There had been one priest over the border in Chiapas, but the people had told him to go - they couldn’t protect him any longer.
‘And when you die?’ I said.
‘Oh,’ she said, ‘we die like dogs.’ No religious ceremony was allowed at the grave.

Halftone illustration entitled 'In Chiapas' depicting a church in the middleground with a stone wall in the foreground. Opening also includes title page.Frontispiece and title page from Graham Greene's The lawless roads (London, 1939).The novelist Graham Greene (1904-91) travelled to Mexico in 1938 to witness the effects of the recent anti-Catholic purges. By the time of Greene's visit some of the worst excesses of this persecution were over and the country, under its president Lázaro Cárdenas, was approaching some measure of stability, but Greene, a Catholic convert, particularly wished to visit those states of Mexico where it was still forbidden to receive the Sacrament in public and where priests served in hiding, in fear of their lives.

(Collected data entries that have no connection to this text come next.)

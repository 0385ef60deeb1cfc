//! Keep-alive HTTP endpoint for hosting platforms that probe the process.

use anyhow::{Context, Result};
use axum::{routing::get, Json, Router};
use serde_json::{json, Value};
use std::net::SocketAddr;
use tracing::info;

pub const LIVENESS_BODY: &str = "Class roster bot is running";

/// `GET /` and `GET /health`
pub fn router() -> Router {
    Router::new()
        .route("/", get(liveness))
        .route("/health", get(health))
}

async fn liveness() -> &'static str {
    LIVENESS_BODY
}

async fn health() -> Json<Value> {
    Json(json!({ "status": "ok" }))
}

/// Serve the router on `0.0.0.0:port` until the process exits
pub async fn serve(port: u16) -> Result<()> {
    let addr = SocketAddr::from(([0, 0, 0, 0], port));
    let listener = tokio::net::TcpListener::bind(addr)
        .await
        .with_context(|| format!("Failed to bind health server to {addr}"))?;
    info!(%addr, "Health server listening");
    axum::serve(listener, router())
        .await
        .context("Health server failed")
}

#[cfg(test)]
mod tests {
    use super::*;
    use axum::http::StatusCode;
    use axum_test::TestServer;

    #[tokio::test]
    async fn test_health_endpoint() {
        let server = TestServer::new(router()).unwrap();

        let response = server.get("/health").await;
        response.assert_status_ok();

        let body: Value = response.json();
        assert_eq!(body["status"], "ok");
    }

    #[tokio::test]
    async fn test_liveness_endpoint() {
        let server = TestServer::new(router()).unwrap();

        let response = server.get("/").await;
        response.assert_status_ok();
        assert_eq!(response.text(), LIVENESS_BODY);
    }

    #[tokio::test]
    async fn test_unknown_route() {
        let server = TestServer::new(router()).unwrap();

        let response = server.get("/metrics").expect_failure().await;
        response.assert_status(StatusCode::NOT_FOUND);
    }
}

In the puritanical secular state of Tabasco Greene found that in every town and village the churches had been destroyed by the paramilitary camisas rojas (red shirts). He noted that one of the effects of destroying a church was to deprive the poor of the one building which they could freely enter to seek respite from the unrelenting heat of the Mexican sun.

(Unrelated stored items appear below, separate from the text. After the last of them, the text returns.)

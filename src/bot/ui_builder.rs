//! UI Builder module for formatting member tables and user mentions

use teloxide::utils::html::escape;

use crate::localization::{t, t_args};
use crate::models::Member;

const NAME_COLUMN_MAX: usize = 16;
const CLASS_COLUMN_MAX: usize = 12;

/// HTML mention of a user, labelled with `label`
pub fn user_mention(user_id: i64, label: &str) -> String {
    format!("<a href=\"tg://user?id={}\">{}</a>", user_id, escape(label))
}

/// Mention of the user who registered `member`, labelled with the member's name
pub fn member_mention(member: &Member) -> String {
    user_mention(member.added_by, &member.first_name)
}

fn fit(value: &str, max: usize) -> String {
    if value.chars().count() > max {
        let cut: String = value.chars().take(max - 1).collect();
        format!("{cut}…")
    } else {
        value.to_string()
    }
}

/// Monospaced name/class/age table split into `<pre>` pages of at most
/// `max_chars` characters each
///
/// Every page repeats the column header; only the first carries the title.
pub fn format_member_pages(members: &[Member], max_chars: usize) -> Vec<String> {
    let rows: Vec<(String, String, String)> = members
        .iter()
        .map(|m| {
            (
                fit(&m.first_name, NAME_COLUMN_MAX),
                fit(&m.class_name, CLASS_COLUMN_MAX),
                m.age.to_string(),
            )
        })
        .collect();

    let header = (t("list-header-name"), t("list-header-class"), t("list-header-age"));
    let name_width = rows
        .iter()
        .map(|r| r.0.chars().count())
        .chain(std::iter::once(header.0.chars().count()))
        .max()
        .unwrap_or(0);
    let class_width = rows
        .iter()
        .map(|r| r.1.chars().count())
        .chain(std::iter::once(header.1.chars().count()))
        .max()
        .unwrap_or(0);

    let header_line = escape(&format!(
        "{:<name_width$}  {:<class_width$}  {}",
        header.0, header.1, header.2
    ));
    let lines: Vec<String> = rows
        .iter()
        .map(|(name, class, age)| escape(&format!("{name:<name_width$}  {class:<class_width$}  {age}")))
        .collect();

    let title = format!(
        "{}\n",
        escape(&t_args("list-title", &[("count", &members.len().to_string())]))
    );

    let mut pages = Vec::new();
    let mut prefix = title.as_str();
    let mut body: Vec<&str> = Vec::new();
    let mut used = page_overhead(prefix, &header_line);

    for line in &lines {
        let line_len = line.chars().count() + 1;
        if !body.is_empty() && used + line_len > max_chars {
            pages.push(render_page(prefix, &header_line, &body));
            prefix = "";
            body.clear();
            used = page_overhead(prefix, &header_line);
        }
        body.push(line);
        used += line_len;
    }
    if !body.is_empty() || pages.is_empty() {
        pages.push(render_page(prefix, &header_line, &body));
    }

    pages
}

fn render_page(prefix: &str, header_line: &str, body: &[&str]) -> String {
    let mut table = header_line.to_string();
    for line in body {
        table.push('\n');
        table.push_str(line);
    }
    format!("{prefix}<pre>{table}</pre>")
}

fn page_overhead(prefix: &str, header_line: &str) -> usize {
    prefix.chars().count() + header_line.chars().count() + "<pre></pre>".len()
}

/// Split plain text into messages of at most `max_chars` characters,
/// breaking at whitespace where possible
pub fn split_text(text: &str, max_chars: usize) -> Vec<String> {
    let max_chars = max_chars.max(1);
    let mut pages = Vec::new();
    let mut current = String::new();
    let mut current_len = 0;

    for piece in text.split_inclusive(char::is_whitespace) {
        let word_len = piece.trim_end().chars().count();
        if current_len > 0 && current_len + word_len > max_chars {
            push_page(&mut pages, &current);
            current.clear();
            current_len = 0;
        }

        if word_len > max_chars {
            // A single word longer than a message is cut mid-word
            let mut chars: Vec<char> = piece.chars().collect();
            while chars.len() > max_chars {
                let rest = chars.split_off(max_chars);
                push_page(&mut pages, &chars.iter().collect::<String>());
                chars = rest;
            }
            current_len = chars.len();
            current = chars.into_iter().collect();
        } else {
            current.push_str(piece);
            current_len += piece.chars().count();
        }
    }
    push_page(&mut pages, &current);

    if pages.is_empty() {
        pages.push(text.to_string());
    }
    pages
}

fn push_page(pages: &mut Vec<String>, page: &str) {
    let page = page.trim();
    if !page.is_empty() {
        pages.push(page.to_string());
    }
}

#[cfg(test)]
mod tests {
    use super::*;
    use crate::config::MAX_MESSAGE_CHARS;

    fn member(id: i64, name: &str, class: &str, age: i64) -> Member {
        Member {
            id,
            scope_id: Some(-100),
            first_name: name.to_string(),
            class_name: class.to_string(),
            age,
            added_by: 1000 + id,
            created_at: None,
        }
    }

    #[test]
    fn test_user_mention_escapes_label() {
        assert_eq!(
            user_mention(42, "<b>"),
            "<a href=\"tg://user?id=42\">&lt;b&gt;</a>"
        );
    }

    #[test]
    fn test_member_mention_uses_registrar() {
        let m = member(7, "Swayam", "BTECH", 18);
        assert_eq!(member_mention(&m), "<a href=\"tg://user?id=1007\">Swayam</a>");
    }

    #[test]
    fn test_member_table_rows() {
        let members = vec![member(1, "Swayam", "BTECH", 18), member(2, "Al", "A&B", 40)];
        let pages = format_member_pages(&members, MAX_MESSAGE_CHARS);

        assert_eq!(pages.len(), 1);
        let table = &pages[0];
        assert!(table.starts_with("📋 Registered members (2):\n<pre>Name"));
        assert!(table.ends_with("</pre>"));
        assert!(table.contains("Swayam"));
        assert!(table.contains("A&amp;B"));
        assert_eq!(table.matches('\n').count(), 3);
    }

    #[test]
    fn test_member_table_pages_stay_under_limit() {
        let members: Vec<Member> = (1..=200)
            .map(|id| member(id, "Abcdefghijklmnopqrstu", "ComputerScie", 18))
            .collect();
        let pages = format_member_pages(&members, MAX_MESSAGE_CHARS);

        assert!(pages.len() > 1);
        assert!(pages[0].starts_with("📋 Registered members (200):"));
        for page in &pages {
            assert!(page.chars().count() <= MAX_MESSAGE_CHARS, "page is {} chars", page.chars().count());
            assert!(page.contains("<pre>Name"));
            assert!(page.ends_with("</pre>"));
        }
        assert!(!pages[1].contains("Registered members"));

        let rows: usize = pages.iter().map(|p| p.matches("ComputerScie").count()).sum();
        assert_eq!(rows, 200);
    }

    #[test]
    fn test_split_text_breaks_at_whitespace() {
        assert_eq!(split_text("one two three", 7), vec!["one two", "three"]);
        assert_eq!(split_text("short", 4096), vec!["short"]);
        assert_eq!(split_text("title\n\nbody text", 4096), vec!["title\n\nbody text"]);
    }

    #[test]
    fn test_split_text_long_word_is_cut() {
        assert_eq!(split_text("abcdefgh ij", 3), vec!["abc", "def", "gh", "ij"]);
    }

    #[test]
    fn test_split_text_keeps_every_word() {
        let text = vec!["photosynthesis"; 1000].join(" ");
        let pages = split_text(&text, MAX_MESSAGE_CHARS);

        assert!(pages.len() > 1);
        assert!(pages.iter().all(|p| p.chars().count() <= MAX_MESSAGE_CHARS));
        assert_eq!(pages.join(" "), text);
    }

    #[test]
    fn test_long_values_are_shortened() {
        assert_eq!(fit("abcdef", 4), "abc…");
        assert_eq!(fit("abc", 4), "abc");
    }
}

The lawless roads is Greene's record of his Mexican trip. Nearly everything he encountered - the heat, the dirt, disease and poverty, the violence and corruption, even the food - appalled him. Yet it was precisely from such environments of squalor and political instability that Greene drew much of his literary inspiration, and his Mexican journey was to result not only in The lawless roads but in one of his best works, The power and the glory (1940), which tells of the moral struggles and eventual execution of an unnamed and fallible hero, an alcoholic priest in one of Mexico's repressively secular states.

'I loathed Mexico - but there were times when it seemed as if there were worse places' is one of Greene's more favourable comments about the country, but on his return to London he was able to see some merits in the Mexican psyche:

Mass in Chelsea seemed curiously fictitious; no peon knelt with his arms out in the attitude of the cross: no woman dragged herself up the aisle on her knees ... We do not mortify ourselves. Perhaps we are in need of violence.

In 1939 that need would soon be met.